MARENGO — An empty building in downtown Marengo will become an Airbnb with a restaurant on the first floor thanks to a stimulus and remediation grant from the Iowa Economic Development Authority.
The Catalyst Grant was created to help redevelop or rehabilitate underutilized buildings to stimulate economic growth. Ben and Bobbi Miller, with the help of MarenGo Community Development and the City of Marengo, secured $100,000 to renovate the building at 1159 Court Avenue.
The renovations will preserve the historic characteristics and integrity of the building, as required by the grant criteria.
“The grant has to be generated through the city,” Marengo City Manager Carla Mark said.
“In the last four years or so, we’ve focused locally on economic development,” Mark said. “We’re really trying to focus (on) moving forward.”
Millers and MarenGo provided documents and information for the application.
“Basically, they had to have a design,” said Corinne Daly, MarenGo program manager. “For the Catalyst grant, they don’t need an architect.

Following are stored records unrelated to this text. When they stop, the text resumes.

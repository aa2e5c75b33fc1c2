//! HTTP implementation of the network boundary.

use super::sse::SseDecoder;
use super::wire::ErrorBody;
use super::{
    JobRequest, MoveEndpoint, MoveReply, MoveRequest, MoveService, StatusEvent, StatusStream,
    TrainingService, TransportError,
};
use crate::config::LabConfig;
use crate::model::ModelAvailability;
use futures::StreamExt;
use std::collections::VecDeque;
use tracing::{debug, info, instrument, warn};

/// Talks to the game and training server over HTTP.
#[derive(Debug, Clone)]
pub struct HttpBackend {
    client: reqwest::Client,
    config: LabConfig,
}

impl HttpBackend {
    /// Creates a backend for the configured server.
    #[instrument(skip(config), fields(server_url = %config.server_url()))]
    pub fn new(config: LabConfig) -> Result<Self, TransportError> {
        let client = reqwest::Client::builder()
            .build()
            .map_err(|e| TransportError::connection(format!("Failed to build HTTP client: {}", e)))?;
        info!("HTTP backend ready");
        Ok(Self { client, config })
    }

    /// Configuration in use.
    pub fn config(&self) -> &LabConfig {
        &self.config
    }

    fn move_path(&self, endpoint: MoveEndpoint) -> &str {
        match endpoint {
            MoveEndpoint::Search => self.config.endpoints().minimax_move(),
            MoveEndpoint::Inference => self.config.endpoints().neural_move(),
        }
    }

    /// Turns a non-success response into [`TransportError::Status`].
    async fn check_status(response: reqwest::Response) -> Result<reqwest::Response, TransportError> {
        let status = response.status();
        if status.is_success() {
            return Ok(response);
        }
        let text = response.text().await.unwrap_or_default();
        let message = ErrorBody::message_from(&text).unwrap_or_else(|| {
            status
                .canonical_reason()
                .unwrap_or("request failed")
                .to_string()
        });
        Err(TransportError::status(status.as_u16(), message))
    }

    async fn post_empty(&self, path: &str) -> Result<reqwest::Response, TransportError> {
        let url = self.config.url(path);
        debug!(%url, "POST");
        let response = self
            .client
            .post(&url)
            .header("Accept", "application/json")
            .timeout(self.config.request_timeout())
            .send()
            .await
            .map_err(|e| TransportError::connection(format!("POST {} failed: {}", url, e)))?;
        Self::check_status(response).await
    }
}

#[async_trait::async_trait]
impl MoveService for HttpBackend {
    #[instrument(skip(self, request), fields(mover = %request.mover))]
    async fn request_move(
        &self,
        endpoint: MoveEndpoint,
        request: &MoveRequest,
    ) -> Result<MoveReply, TransportError> {
        let url = self.config.url(self.move_path(endpoint));
        debug!(%url, "Requesting move");

        let response = self
            .client
            .post(&url)
            .json(&request.body())
            .timeout(self.config.request_timeout())
            .send()
            .await
            .map_err(|e| TransportError::connection(format!("POST {} failed: {}", url, e)))?;
        let response = Self::check_status(response).await?;

        let text = response
            .text()
            .await
            .map_err(|e| TransportError::connection(format!("Failed to read response: {}", e)))?;
        debug!(response = %text, "Move response");

        serde_json::from_str(&text)
            .map_err(|e| TransportError::decode(format!("Invalid move response: {}", e)))
    }
}

#[async_trait::async_trait]
impl TrainingService for HttpBackend {
    #[instrument(skip(self))]
    async fn submit_job(&self, request: &JobRequest) -> Result<(), TransportError> {
        let url = self.config.url(self.config.endpoints().train());
        info!(%url, "Submitting training job");

        let response = self
            .client
            .post(&url)
            .header("Accept", "application/json")
            .json(request)
            .timeout(self.config.request_timeout())
            .send()
            .await
            .map_err(|e| TransportError::connection(format!("POST {} failed: {}", url, e)))?;
        Self::check_status(response).await?;
        Ok(())
    }

    #[instrument(skip(self))]
    async fn cancel_job(&self) -> Result<(), TransportError> {
        info!("Requesting training cancellation");
        self.post_empty(self.config.endpoints().train_cancel()).await?;
        Ok(())
    }

    #[instrument(skip(self))]
    async fn model_status(&self) -> Result<ModelAvailability, TransportError> {
        let url = self.config.url(self.config.endpoints().model_status());
        let response = self
            .client
            .get(&url)
            .header("Accept", "application/json")
            .timeout(self.config.request_timeout())
            .send()
            .await
            .map_err(|e| TransportError::connection(format!("GET {} failed: {}", url, e)))?;
        let response = Self::check_status(response).await?;

        response
            .json::<ModelAvailability>()
            .await
            .map_err(|e| TransportError::decode(format!("Invalid model status: {}", e)))
    }

    #[instrument(skip(self))]
    async fn open_status_stream(&self) -> Result<StatusStream, TransportError> {
        let url = self.config.url(self.config.endpoints().train_status());
        info!(%url, "Opening status stream");

        // No request timeout here: the stream stays open for the whole job.
        let response = self
            .client
            .get(&url)
            .header("Accept", "text/event-stream")
            .header("Cache-Control", "no-cache")
            .send()
            .await
            .map_err(|e| TransportError::connection(format!("GET {} failed: {}", url, e)))?;
        let response = Self::check_status(response).await?;

        let state = StreamState {
            response,
            decoder: SseDecoder::new(),
            pending: VecDeque::new(),
            finished: false,
        };
        Ok(futures::stream::unfold(state, next_event).boxed())
    }
}

struct StreamState {
    response: reqwest::Response,
    decoder: SseDecoder,
    pending: VecDeque<String>,
    finished: bool,
}

async fn next_event(
    mut state: StreamState,
) -> Option<(Result<StatusEvent, TransportError>, StreamState)> {
    loop {
        if let Some(data) = state.pending.pop_front() {
            return Some((StatusEvent::parse(&data), state));
        }
        if state.finished {
            return None;
        }
        match state.response.chunk().await {
            Ok(Some(bytes)) => {
                let events = state.decoder.push(&bytes);
                state.pending.extend(events);
            }
            Ok(None) => {
                debug!("Status stream ended");
                state.finished = true;
                state.pending.extend(state.decoder.finish());
            }
            Err(e) => {
                warn!(error = %e, "Status stream read failed");
                state.finished = true;
                return Some((
                    Err(TransportError::connection(format!("Stream read failed: {}", e))),
                    state,
                ));
            }
        }
    }
}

Iowa Economic Development wants to use the buildings receiving incentive grants as they were originally, Daly said. The original windows must be windows. They cannot be filled as walls.
IEDA wants to restore the original storefronts, making the buildings look as much as possible as they did when they were built, Daly said.
The Millers purchased the Court Avenue building, hired a contractor and submitted a written proposal explaining what they would do with the building and how they would achieve their goals.
Daly, a licensed contractor, used her software application to create images of the design proposed by the Millers. She also provided pictures of what the building looks like now.
The Catalyst Scholarship requires the recipient to match funds. The Millers and the city will have to find the extra money.
MarenGo has a verbal agreement with a restaurant in the basement of the Miller Building, but nothing was signed until last week, Daly said.
In pursuing new business, MarenGo works with owners of vacant buildings that may fit the company’s needs. “If it was for rent, it would provide a place for someone to come,” Daly said.
According to Daly, MarenGo filled seven spaces downtown last year. “I’m just putting pressure on landlords and landlords to fill their spaces,” Daly said. “It’s not good for anyone to remain vacant.”
Bringing in new businesses to fill vacant spaces is good for the entire community, Daly said.
“This is the first (Catalyst grant) we’ve received. We definitely want to stay on board next year,” Daly said.
“We plan to look for sponsors for the next trip,” Mark said.